Die gute Nachricht: alle Kinder, die Lesen und Schreiben lernen, machen am Anfang ähnliche Fehler in unterschiedlich starkem Ausmaß. Die Probleme nehmen aber meist rasch ab und die Fertigkeiten entwickeln sich schrittweise, wenn keine Lese-Rechtschreibstörung vorliegt.
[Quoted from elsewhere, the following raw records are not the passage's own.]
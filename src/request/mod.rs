//! The immutable request consumed by the reconcilers.
//!
//! A [`ClusterRequest`] is built once per run through
//! [`ClusterRequestBuilder`], which trims every input and validates required
//! fields on [`ClusterRequestBuilder::build`]. After that the value is only
//! read.

use std::collections::BTreeSet;
use std::time::Duration;

use thiserror::Error;
use tracing::warn;

use crate::backend::{ClusterSpec, MasterPassword, SubnetGroupSpec};

pub mod env;

/// Ready timeout applied when the configured value is missing or unusable.
pub const DEFAULT_READY_TIMEOUT_MINUTES: u64 = 1;

const SECONDS_PER_MINUTE: u64 = 60;

/// Errors raised while building a [`ClusterRequest`].
#[derive(Clone, Debug, Error, Eq, PartialEq)]
pub enum RequestError {
    /// Raised when a required field is missing or blank.
    #[error("missing or empty field: {0}")]
    MissingField(String),
}

/// Everything one reconciliation run needs, fixed for the run's duration.
#[derive(Clone, Debug, Eq, PartialEq)]
pub struct ClusterRequest {
    region: String,
    profile: Option<String>,
    cluster_id: String,
    engine: String,
    engine_version: String,
    master_username: String,
    master_user_password: MasterPassword,
    security_group_ids: BTreeSet<String>,
    subnet_ids: Vec<String>,
    subnet_group_name: String,
    subnet_group_description: String,
    instance_id: String,
    instance_class: String,
    ready_timeout_minutes: u64,
}

impl ClusterRequest {
    /// Starts a builder for a [`ClusterRequest`].
    #[must_use]
    pub fn builder() -> ClusterRequestBuilder {
        ClusterRequestBuilder::new()
    }

    /// AWS region.
    #[must_use]
    pub fn region(&self) -> &str {
        &self.region
    }

    /// Shared-config profile, if one was given.
    #[must_use]
    pub fn profile(&self) -> Option<&str> {
        self.profile.as_deref()
    }

    /// Cluster identifier.
    #[must_use]
    pub fn cluster_id(&self) -> &str {
        &self.cluster_id
    }

    /// Database engine.
    #[must_use]
    pub fn engine(&self) -> &str {
        &self.engine
    }

    /// Requested engine version.
    #[must_use]
    pub fn engine_version(&self) -> &str {
        &self.engine_version
    }

    /// Master user name.
    #[must_use]
    pub fn master_username(&self) -> &str {
        &self.master_username
    }

    /// Master password.
    #[must_use]
    pub const fn master_user_password(&self) -> &MasterPassword {
        &self.master_user_password
    }

    /// Security groups, deduplicated and order independent.
    #[must_use]
    pub const fn security_group_ids(&self) -> &BTreeSet<String> {
        &self.security_group_ids
    }

    /// Subnets in the order they were configured.
    #[must_use]
    pub fn subnet_ids(&self) -> &[String] {
        &self.subnet_ids
    }

    /// Subnet group name.
    #[must_use]
    pub fn subnet_group_name(&self) -> &str {
        &self.subnet_group_name
    }

    /// Subnet group description.
    #[must_use]
    pub fn subnet_group_description(&self) -> &str {
        &self.subnet_group_description
    }

    /// Instance identifier.
    #[must_use]
    pub fn instance_id(&self) -> &str {
        &self.instance_id
    }

    /// Instance class.
    #[must_use]
    pub fn instance_class(&self) -> &str {
        &self.instance_class
    }

    /// Ready timeout in minutes.
    #[must_use]
    pub const fn ready_timeout_minutes(&self) -> u64 {
        self.ready_timeout_minutes
    }

    /// Ready timeout applied to each wait phase.
    #[must_use]
    pub const fn ready_timeout(&self) -> Duration {
        Duration::from_secs(self.ready_timeout_minutes.saturating_mul(SECONDS_PER_MINUTE))
    }

    /// Desired subnet group.
    #[must_use]
    pub fn subnet_group_spec(&self) -> SubnetGroupSpec {
        SubnetGroupSpec {
            name: self.subnet_group_name.clone(),
            description: self.subnet_group_description.clone(),
            subnet_ids: self.subnet_ids.clone(),
        }
    }

    /// Desired cluster, placed in the subnet group named `subnet_group_name`.
    #[must_use]
    pub fn cluster_spec(&self, subnet_group_name: &str) -> ClusterSpec {
        ClusterSpec {
            identifier: self.cluster_id.clone(),
            engine: self.engine.clone(),
            engine_version: self.engine_version.clone(),
            master_username: self.master_username.clone(),
            master_user_password: self.master_user_password.clone(),
            security_group_ids: self.security_group_ids.clone(),
            subnet_group_name: subnet_group_name.to_owned(),
        }
    }
}

/// Builder for [`ClusterRequest`] that defers trimming and validation to
/// construction.
#[derive(Clone, Debug, Default, Eq, PartialEq)]
pub struct ClusterRequestBuilder {
    region: String,
    profile: Option<String>,
    cluster_id: String,
    engine: String,
    engine_version: String,
    master_username: String,
    master_user_password: MasterPassword,
    security_group_ids: Vec<String>,
    subnet_ids: Vec<String>,
    subnet_group_name: String,
    subnet_group_description: String,
    instance_id: String,
    instance_class: String,
    ready_timeout_minutes: Option<u64>,
}

impl ClusterRequestBuilder {
    /// Creates an empty builder; fields must be populated before build.
    #[must_use]
    pub fn new() -> Self {
        Self::default()
    }

    /// Sets the AWS region.
    #[must_use]
    pub fn region(mut self, value: impl Into<String>) -> Self {
        self.region = value.into();
        self
    }

    /// Sets the optional shared-config profile.
    #[must_use]
    pub fn profile(mut self, value: Option<String>) -> Self {
        self.profile = value;
        self
    }

    /// Sets the cluster identifier.
    #[must_use]
    pub fn cluster_id(mut self, value: impl Into<String>) -> Self {
        self.cluster_id = value.into();
        self
    }

    /// Sets the engine.
    #[must_use]
    pub fn engine(mut self, value: impl Into<String>) -> Self {
        self.engine = value.into();
        self
    }

    /// Sets the engine version.
    #[must_use]
    pub fn engine_version(mut self, value: impl Into<String>) -> Self {
        self.engine_version = value.into();
        self
    }

    /// Sets the master user name.
    #[must_use]
    pub fn master_username(mut self, value: impl Into<String>) -> Self {
        self.master_username = value.into();
        self
    }

    /// Sets the master password.
    #[must_use]
    pub fn master_user_password(mut self, value: impl Into<String>) -> Self {
        self.master_user_password = MasterPassword::new(value);
        self
    }

    /// Sets the security groups.
    #[must_use]
    pub fn security_group_ids<I, S>(mut self, values: I) -> Self
    where
        I: IntoIterator<Item = S>,
        S: Into<String>,
    {
        self.security_group_ids = values.into_iter().map(Into::into).collect();
        self
    }

    /// Sets the subnets.
    #[must_use]
    pub fn subnet_ids<I, S>(mut self, values: I) -> Self
    where
        I: IntoIterator<Item = S>,
        S: Into<String>,
    {
        self.subnet_ids = values.into_iter().map(Into::into).collect();
        self
    }

    /// Sets the subnet group name.
    #[must_use]
    pub fn subnet_group_name(mut self, value: impl Into<String>) -> Self {
        self.subnet_group_name = value.into();
        self
    }

    /// Sets the subnet group description.
    #[must_use]
    pub fn subnet_group_description(mut self, value: impl Into<String>) -> Self {
        self.subnet_group_description = value.into();
        self
    }

    /// Sets the instance identifier.
    #[must_use]
    pub fn instance_id(mut self, value: impl Into<String>) -> Self {
        self.instance_id = value.into();
        self
    }

    /// Sets the instance class.
    #[must_use]
    pub fn instance_class(mut self, value: impl Into<String>) -> Self {
        self.instance_class = value.into();
        self
    }

    /// Sets the ready timeout in minutes. Defaults to
    /// [`DEFAULT_READY_TIMEOUT_MINUTES`].
    #[must_use]
    pub const fn ready_timeout_minutes(mut self, value: u64) -> Self {
        self.ready_timeout_minutes = Some(value);
        self
    }

    /// Builds and validates the [`ClusterRequest`], trimming string inputs.
    ///
    /// # Errors
    ///
    /// Returns [`RequestError::MissingField`] naming the first required
    /// field that is blank, or a list that ends up empty.
    pub fn build(self) -> Result<ClusterRequest, RequestError> {
        let request = ClusterRequest {
            region: self.region.trim().to_owned(),
            profile: self
                .profile
                .map(|value| value.trim().to_owned())
                .filter(|value| !value.is_empty()),
            cluster_id: self.cluster_id.trim().to_owned(),
            engine: self.engine.trim().to_owned(),
            engine_version: self.engine_version.trim().to_owned(),
            master_username: self.master_username.trim().to_owned(),
            master_user_password: self.master_user_password,
            security_group_ids: trimmed(self.security_group_ids).collect(),
            subnet_ids: trimmed(self.subnet_ids).collect(),
            subnet_group_name: self.subnet_group_name.trim().to_owned(),
            subnet_group_description: self.subnet_group_description.trim().to_owned(),
            instance_id: self.instance_id.trim().to_owned(),
            instance_class: self.instance_class.trim().to_owned(),
            ready_timeout_minutes: self
                .ready_timeout_minutes
                .unwrap_or(DEFAULT_READY_TIMEOUT_MINUTES),
        };
        validate(&request)?;
        Ok(request)
    }
}

fn trimmed(values: Vec<String>) -> impl Iterator<Item = String> {
    values
        .into_iter()
        .map(|value| value.trim().to_owned())
        .filter(|value| !value.is_empty())
}

fn validate(request: &ClusterRequest) -> Result<(), RequestError> {
    let required = [
        ("region", request.region.as_str()),
        ("cluster_id", request.cluster_id.as_str()),
        ("engine", request.engine.as_str()),
        ("engine_version", request.engine_version.as_str()),
        ("master_username", request.master_username.as_str()),
        ("subnet_group_name", request.subnet_group_name.as_str()),
        (
            "subnet_group_description",
            request.subnet_group_description.as_str(),
        ),
        ("instance_id", request.instance_id.as_str()),
        ("instance_class", request.instance_class.as_str()),
    ];
    if let Some((field, _)) = required.iter().find(|(_, value)| value.is_empty()) {
        return Err(RequestError::MissingField((*field).to_owned()));
    }
    if request.master_user_password.is_empty() {
        return Err(RequestError::MissingField(String::from(
            "master_user_password",
        )));
    }
    if request.security_group_ids.is_empty() {
        return Err(RequestError::MissingField(String::from(
            "security_group_ids",
        )));
    }
    if request.subnet_ids.is_empty() {
        return Err(RequestError::MissingField(String::from("subnet_ids")));
    }
    Ok(())
}

/// Splits a comma-separated list, trimming entries and dropping blanks.
#[must_use]
pub fn split_list(raw: &str) -> Vec<String> {
    raw.split(',')
        .map(str::trim)
        .filter(|entry| !entry.is_empty())
        .map(str::to_owned)
        .collect()
}

/// Parses the ready timeout in minutes.
///
/// Missing, unparsable and zero values fall back to
/// [`DEFAULT_READY_TIMEOUT_MINUTES`] with a warning.
#[must_use]
pub fn parse_ready_timeout(raw: Option<&str>) -> u64 {
    let Some(value) = raw.map(str::trim) else {
        warn!(
            default = DEFAULT_READY_TIMEOUT_MINUTES,
            "ready timeout is not set, using default"
        );
        return DEFAULT_READY_TIMEOUT_MINUTES;
    };
    match value.parse::<u64>() {
        Ok(minutes) if minutes > 0 => minutes,
        Ok(_) => {
            warn!(
                value,
                default = DEFAULT_READY_TIMEOUT_MINUTES,
                "ready timeout must be positive, using default"
            );
            DEFAULT_READY_TIMEOUT_MINUTES
        }
        Err(err) => {
            warn!(
                value,
                error = %err,
                default = DEFAULT_READY_TIMEOUT_MINUTES,
                "ready timeout is not a number, using default"
            );
            DEFAULT_READY_TIMEOUT_MINUTES
        }
    }
}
Kinder mit Legasthenie machen die Fehler wesentlich öfter und die Schwierigkeiten bleiben leider über längere Zeit bestehen.
Anzeichen beim Lesen
- niedrige Lesegeschwindigkeit
- häufiges Stocken oder Verlieren der Zeile im Text
- Auslassen, Vertauschen oder Hinzufügen von Wörtern, Silben oder einzelnen Buchstaben
- Schwierigkeiten, den Inhalt des gelesenen Textes wiederzugeben
- Bei der Beantwortung von Fragen zum Inhalt wird oft allgemeines Wissen verwendet, anstelle der Infos aus dem Text.
Anzeichen beim Schreiben
- hohe Fehlerzahl bei Diktaten und auch beim Abschreiben von Texten (Wörter werden teilweise nur in Bruchstücken und im selben Text sogar mehrfach unterschiedlich falsch geschrieben)
- oft zusätzlich viele Fehler in Grammatik und Zeichensetzung
- unleserliche Handschrift
Probleme in anderen Fächern
- Schwierigkeiten sind in allen Schulfächern möglich, in denen Lesen und Schreiben angewendet werden muss.
- Besonders häufig treten Probleme bei Fremdsprachen oder Mathematik auf (vor allem bei Textaufgaben).
- Deutliche Schwierigkeiten bei grundlegenden Rechenarten wie Addition, Subtraktion, Multiplikation und Division können zudem Anzeichen für eine zusätzlich auftretende Dyskalkulie sein. Für weitere Informationen siehe die Infobox „Dyskalkulie“.